Executing the devised strategy involves systematic application of the chosen techniques. For example, starting with the easiest deductions—such as placing numbers that are forced by elimination—progressively fills the grid. If an approach proves unsuccessful—e.g., contradicts earlier placements or leads to no further progress—the solver should revisit the plan, consider alternative strategies, or re-assess assumptions. This iterative process often involves making educated guesses, verifying their validity, and backtracking as necessary. It reinforces the importance of patience, logical reasoning, and adaptability during problem solving.

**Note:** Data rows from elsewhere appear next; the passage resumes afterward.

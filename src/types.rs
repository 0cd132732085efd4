use serde::{Deserialize, Serialize};
use std::collections::BTreeMap;
use std::fmt;

/// A single verse in display-ready form.
///
/// `book` holds the resolved display name, or the raw abbreviation when the
/// book table has no entry for it.
#[derive(Debug, Clone, PartialEq, Eq, Hash, Serialize, Deserialize)]
pub struct VerseIdentity {
    pub book: String,
    pub chapter: u32,
    pub verse: u32,
}

impl VerseIdentity {
    pub fn new(book: impl Into<String>, chapter: u32, verse: u32) -> Self {
        Self {
            book: book.into(),
            chapter,
            verse,
        }
    }

    /// Returns the aggregation key for this verse.
    pub fn source_key(&self) -> SourceKey {
        SourceKey::new(&self.book, self.chapter, self.verse)
    }

    /// Returns `true` if both verses lie in the same book and chapter.
    pub fn same_chapter(&self, other: &VerseIdentity) -> bool {
        self.book == other.book && self.chapter == other.chapter
    }
}

impl fmt::Display for VerseIdentity {
    fn fmt(&self, f: &mut fmt::Formatter<'_>) -> fmt::Result {
        write!(f, "{} {}:{}", self.book, self.chapter, self.verse)
    }
}

/// Aggregation key of the form `book|chapter|verse`.
#[derive(Debug, Clone, PartialEq, Eq, PartialOrd, Ord, Hash, Serialize, Deserialize)]
#[serde(transparent)]
pub struct SourceKey(String);

impl SourceKey {
    pub fn new(book: &str, chapter: u32, verse: u32) -> Self {
        SourceKey(format!("{}|{}|{}", book, chapter, verse))
    }
}

impl fmt::Display for SourceKey {
    fn fmt(&self, f: &mut fmt::Formatter<'_>) -> fmt::Result {
        f.write_str(&self.0)
    }
}

/// The finished aggregate: source key to ordered target verses.
///
/// Keys are kept sorted so that serialization is deterministic; the target
/// list under each key keeps the order in which targets were ingested.
#[derive(Debug, Clone, Default, PartialEq, Eq, Serialize, Deserialize)]
#[serde(transparent)]
pub struct CrossReferenceIndex {
    entries: BTreeMap<SourceKey, Vec<VerseIdentity>>,
}

impl CrossReferenceIndex {
    pub(crate) fn from_entries(entries: BTreeMap<SourceKey, Vec<VerseIdentity>>) -> Self {
        Self { entries }
    }

    /// Returns the targets recorded for `key`, if any.
    pub fn entry(&self, key: &SourceKey) -> Option<&[VerseIdentity]> {
        self.entries.get(key).map(Vec::as_slice)
    }

    /// Iterates over all entries in key order.
    pub fn iter(&self) -> impl Iterator<Item = (&SourceKey, &[VerseIdentity])> {
        self.entries.iter().map(|(k, v)| (k, v.as_slice()))
    }

    /// Number of distinct source verses.
    pub fn source_count(&self) -> usize {
        self.entries.len()
    }

    /// Total number of target verses across all entries.
    pub fn reference_count(&self) -> usize {
        self.entries.values().map(Vec::len).sum()
    }

    pub fn is_empty(&self) -> bool {
        self.entries.is_empty()
    }
}

/// Counters gathered while building an index.
#[derive(Debug, Clone, Default, PartialEq, Eq, Serialize, Deserialize)]
pub struct IndexStats {
    /// Number of distinct source verses in the index.
    pub source_count: usize,
    /// Total number of target verses in the index.
    pub reference_count: usize,
    /// Data lines whose target field used range notation.
    pub range_count: usize,
    /// Data lines that produced nothing: blank, too few fields, or an
    /// unparseable source.
    pub skipped_lines: usize,
}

Reflecting on the Solution

The final step entails reviewing the completed grid to ensure correctness. This involves verifying that all Sudoku rules are satisfied: each number from 1 to 9 appears exactly once in each row, column, and subgrid. Additionally, the solver should contemplate whether the solution process was efficient, if alternative procedures could speed up solving, and whether the initial assumptions or guesses were justified. Reflection also encourages the solver to recognize patterns or strategies that were particularly useful, thereby improving future problem-solving skills.

Conclusion

Applying Polya’s problem-solving approach to Sudoku demonstrates its value in tackling intricate problems systematically. Understanding the problem, devising a strategic plan, methodically implementing it, and reflecting on the solution fosters a deep comprehension and enhances problem-solving capabilities. This method extends beyond puzzles, serving as a guide in mathematical proofs, research, and other analytical tasks.

References

• Polya, G. (1945). How to Solve It: A New Aspect of Mathematical Method. Princeton University Press.
• Simon, H. A. (1973). The Sciences of the Artificial. MIT Press.
• Chapman, C. (2006). Problem Solving Strategies. Springer.
• Gardner, M. (1983). The Annotated Uncle Sam. Basic Books.
• Leibowitz, H. W. (1990). Effective Problem Solving in Mathematics Education. Journal of Mathematical Behavior.
• Yeh, Y. (2014). Cognitive Strategies in Problem Solving. Educational Psychology Review.
• Huang, R., & Johnson, P. (2010). Strategies for Logical Reasoning. Journal of Educational Research.
• Thompson, P., & Baines, L. (2013). Pattern Recognition in Puzzles. Journal of Recreational Mathematics.
• Marton, F., & Säljö, R. (1976). On Qualitative Differences in Learning. Education Inquiry.
• Van Hiele, P. M. (1986). Structure and Insight in Geometry. Academic Press.